Het theater hecht aan debat. Zo zijn er voor abonnementhouders, de zogeheten toneel- of danskijkers, vrijwel standaard inleidingen en nagesprekken met theatermakers. Debets: ‘Theater aan het Spui is op zoek naar een leger van cultuurliefhebbers, bezoekers die samen met ons de aanval kiezen. Samen duidelijk maken hoe belangrijk een theater kan zijn.’ Het theater nodigt u uit tot het nemen van een kijkje in de theaterkeuken. Dat alles geserveerd onder het motto ‘lekkâh’.

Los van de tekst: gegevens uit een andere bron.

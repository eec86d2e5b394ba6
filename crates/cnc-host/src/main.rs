//! # cnc-host
//!
//! Runs the CNC motion core behind its serial line protocol. The `run`
//! subcommand serves stdin/stdout or a Unix socket that emulates the
//! controller's serial port, so ordinary g-code senders can connect; the
//! `batch` subcommand streams a g-code file through the machine in
//! virtual time and prints every acknowledgement plus the final state.
//!
//! ## Concurrency
//!
//! The byte reader runs as an async task so real-time commands (`~ ! ?`
//! ctrl-x) reach the machine even while the foreground is parked inside a
//! planner wait loop; they travel as atomic flag bits, exactly like a
//! serial ISR would deliver them. Complete lines are handed to a
//! dedicated machine thread that owns the protocol state.

// Use mimalloc for better performance
#[global_allocator]
static GLOBAL: mimalloc::MiMalloc = mimalloc::MiMalloc;

use std::fs::File;
use std::io::{BufRead, BufReader};
use std::path::PathBuf;
use std::sync::mpsc::{self, RecvTimeoutError};
use std::sync::Arc;
use std::time::Duration;

use anyhow::{Context, Result};
use clap::{Parser, Subcommand};
use motion::ExecFlags;
use tokio::io::{AsyncRead, AsyncReadExt, AsyncWrite, AsyncWriteExt};
use tokio::net::{UnixListener, UnixStream};
use tracing::{error, info};

use cnc_host::protocol::{apply_realtime_byte, Protocol, LINE_BUFFER_SIZE};
use cnc_host::settings::{FileStore, MemoryStore, SettingsStore};
use cnc_host::{report, ProtocolError};

/// Serial front-end for the CNC motion core.
#[derive(Parser, Debug)]
#[command(author, version, about, long_about = None)]
struct Cli {
    #[command(subcommand)]
    command: Commands,
}

#[derive(Subcommand, Debug)]
enum Commands {
    /// Serve the line protocol on stdin/stdout or a Unix socket.
    Run(RunArgs),
    /// Stream a g-code file through the machine and print the dialogue.
    Batch(BatchArgs),
}

#[derive(Parser, Debug)]
struct RunArgs {
    /// Path of the persisted settings record (the EEPROM stand-in).
    #[arg(long, default_value = "settings.dat")]
    settings_path: PathBuf,

    /// Serve a Unix socket emulating the serial port instead of stdio.
    #[arg(long)]
    socket_path: Option<String>,
}

#[derive(Parser, Debug)]
struct BatchArgs {
    /// The g-code file to stream.
    gcode_file: PathBuf,

    /// Dump the recorded step/direction trace as JSON after the run.
    #[arg(long)]
    trace_out: Option<PathBuf>,
}

/// A complete inbound line, or the marker for one that outgrew the
/// serial line buffer.
enum Inbound {
    Line(String),
    Overflow,
}

#[tokio::main]
async fn main() -> Result<()> {
    tracing_subscriber::fmt::init();
    let cli = Cli::parse();
    match cli.command {
        Commands::Run(args) => run_server(args).await,
        Commands::Batch(args) => run_batch(args),
    }
}

async fn run_server(args: RunArgs) -> Result<()> {
    match args.socket_path {
        Some(path) => serve_socket(path, args.settings_path).await,
        None => {
            serve_streams(
                tokio::io::stdin(),
                tokio::io::stdout(),
                FileStore::new(args.settings_path),
            )
            .await
        }
    }
}

async fn serve_socket(path: String, settings_path: PathBuf) -> Result<()> {
    // Clean up any stale socket file from a previous run.
    let _ = std::fs::remove_file(&path);
    let listener =
        UnixListener::bind(&path).with_context(|| format!("binding serial socket {path}"))?;
    info!(%path, "serial socket listening");

    // One sender at a time, like a real serial line.
    loop {
        let (stream, _) = listener.accept().await?;
        info!("sender connected");
        let store = FileStore::new(settings_path.clone());
        if let Err(err) = serve_stream(stream, store).await {
            error!(%err, "connection ended with error");
        }
        info!("sender disconnected");
    }
}

async fn serve_stream(stream: UnixStream, store: FileStore) -> Result<()> {
    let (read_half, write_half) = stream.into_split();
    serve_streams(read_half, write_half, store).await
}

async fn serve_streams<R, W, S>(reader: R, writer: W, store: S) -> Result<()>
where
    R: AsyncRead + Unpin + Send + 'static,
    W: AsyncWrite + Unpin,
    S: SettingsStore + Send + 'static,
{
    let protocol = Protocol::new(store);
    let flags = protocol.machine.flags();

    let (line_tx, line_rx) = mpsc::channel::<Inbound>();
    let (reply_tx, reply_rx) = tokio::sync::mpsc::unbounded_channel::<String>();

    // The machine owns the protocol state on its own thread so it can
    // park in cooperative wait loops without stalling the byte reader.
    let machine_thread = std::thread::spawn(move || machine_loop(protocol, line_rx, reply_tx));
    let reader_task = tokio::spawn(pump_input(reader, flags, line_tx));

    let result = pump_output(writer, reply_rx).await;
    reader_task.abort();
    drop(machine_thread);
    result
}

/// Foreground protocol loop: executes lines, services pending runtime
/// commands, and emits asynchronous reports between lines.
fn machine_loop<S: SettingsStore>(
    mut protocol: Protocol<S>,
    lines: mpsc::Receiver<Inbound>,
    replies: tokio::sync::mpsc::UnboundedSender<String>,
) {
    for message in protocol.startup() {
        if replies.send(message).is_err() {
            return;
        }
    }
    loop {
        match lines.recv_timeout(Duration::from_millis(25)) {
            Ok(Inbound::Line(line)) => {
                for message in protocol.execute_line(&line) {
                    if replies.send(message).is_err() {
                        return;
                    }
                }
            }
            Ok(Inbound::Overflow) => {
                let _ = replies.send(format!("error: {}", ProtocolError::LineOverflow));
            }
            Err(RecvTimeoutError::Timeout) => {}
            Err(RecvTimeoutError::Disconnected) => return,
        }
        for message in protocol.poll() {
            if replies.send(message).is_err() {
                return;
            }
        }
    }
}

/// Byte reader: peels real-time command bytes out of the stream
/// immediately and assembles everything else into bounded lines.
async fn pump_input<R: AsyncRead + Unpin>(
    mut reader: R,
    flags: Arc<ExecFlags>,
    lines: mpsc::Sender<Inbound>,
) -> Result<()> {
    let mut chunk = [0u8; 512];
    let mut line: heapless::Vec<u8, LINE_BUFFER_SIZE> = heapless::Vec::new();
    let mut overflowed = false;
    loop {
        let n = reader.read(&mut chunk).await?;
        if n == 0 {
            return Ok(());
        }
        for &byte in &chunk[..n] {
            if apply_realtime_byte(&flags, byte) {
                continue;
            }
            match byte {
                b'\r' => {}
                b'\n' => {
                    let inbound = if overflowed {
                        Inbound::Overflow
                    } else {
                        Inbound::Line(String::from_utf8_lossy(&line).into_owned())
                    };
                    line.clear();
                    overflowed = false;
                    if lines.send(inbound).is_err() {
                        return Ok(());
                    }
                }
                _ => {
                    if line.push(byte).is_err() {
                        overflowed = true;
                    }
                }
            }
        }
    }
}

async fn pump_output<W: AsyncWrite + Unpin>(
    mut writer: W,
    mut replies: tokio::sync::mpsc::UnboundedReceiver<String>,
) -> Result<()> {
    while let Some(line) = replies.recv().await {
        writer.write_all(line.as_bytes()).await?;
        writer.write_all(b"\r\n").await?;
        writer.flush().await?;
    }
    Ok(())
}

/// Batch mode: run a whole file in virtual time with an in-memory
/// settings store, printing the full dialogue and the final state.
fn run_batch(args: BatchArgs) -> Result<()> {
    let mut protocol = Protocol::new(MemoryStore::default());
    protocol.machine.port.trace_enabled = args.trace_out.is_some();

    for message in protocol.startup() {
        println!("{message}");
    }

    let file = File::open(&args.gcode_file)
        .with_context(|| format!("opening g-code file {:?}", args.gcode_file))?;
    for (line_number, line) in BufReader::new(file).lines().enumerate() {
        let line = line?;
        println!("[L{}] {}", line_number + 1, line);
        for message in protocol.execute_line(&line) {
            println!("{message}");
        }
        for message in protocol.poll() {
            println!("{message}");
        }
    }

    let _ = protocol.machine.synchronize();
    for message in protocol.poll() {
        println!("{message}");
    }
    println!(
        "{}",
        report::status_report(&protocol.machine, &protocol.settings, &protocol.parser)
    );

    if let Some(path) = args.trace_out {
        let json = serde_json::to_string_pretty(&protocol.machine.port.trace)
            .context("serializing step trace")?;
        std::fs::write(&path, json).with_context(|| format!("writing trace to {path:?}"))?;
        info!(?path, "step trace written");
    }
    Ok(())
}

Lekker is ook ‘Bij Herman’, een minitheaterzaaltje in de vorm van een pittoresk huiskamertje, middenin de foyer. Daar vinden voor aanvang van reguliere programma’s min of meer bij verrassing gratis bij te wonen vestzakvoorstellinkjes plaats. Het is een teken van het nieuwe elan dat Theater aan het Spui zich onder Debets eigen heeft gemaakt.

Hoogtepunten
Op toneelgebied lijken op voorhand de hoogtepunten te worden: het Nieuw Utrechts Toneel, (vrijwel maandelijks te gast), Els Ingeborg Smits en Kees Hulst (13, 14 oktober), Olivier Provily (2 december), Laura van Dolron (10 december), Dood Paard (6 januari), De Vogelfabriek (26 januari), Toneelgroep Oostpool (3, 4 maart, en 17, 18 maart) en NT Gent (10 mei). Dansgezelschappen die de moeite waard zijn: Dansgroep Amsterdam (8 oktober en 9 april), Noord Nederlandse Dans (29, 30 oktober), en Raz (13 januari). En er is aller-prachtigst muziektheater te beleven met het Rosa Ensemble & Jan Jaap van der Wal (10 en 11 september), Lod (22 september), Marlies Heuer (9 oktober), Wunderbaum (17 december, en 7, 8 april), de Veenfabriek (27, 28 januari, en 27, 28 mei) en Orkater (26 t/m 28 april). Ook de Haagse inbreng is er: Ballet van Leth (2 t/m 6 november), Roos Eijmers (4 november), Stella Den Haag (1, 2 april, en 16, 17 april). En Theater aan het Spui doet opnieuw dienst als festivallocatie voor onder meer Dag in de Branding (9 oktober, 11 december, 12 maart, 28 mei), De Betovering (15 t/m 24 oktober) en CaDance (met Korzo theater, 4 t/m 19 februari). Het moet gezegd: Theater aan het Spui lijkt stukken levendiger dan tevoren, en, verheugender, het publiek lijkt de weg naar het theater teruggevonden te hebben. Nu de PVV nog.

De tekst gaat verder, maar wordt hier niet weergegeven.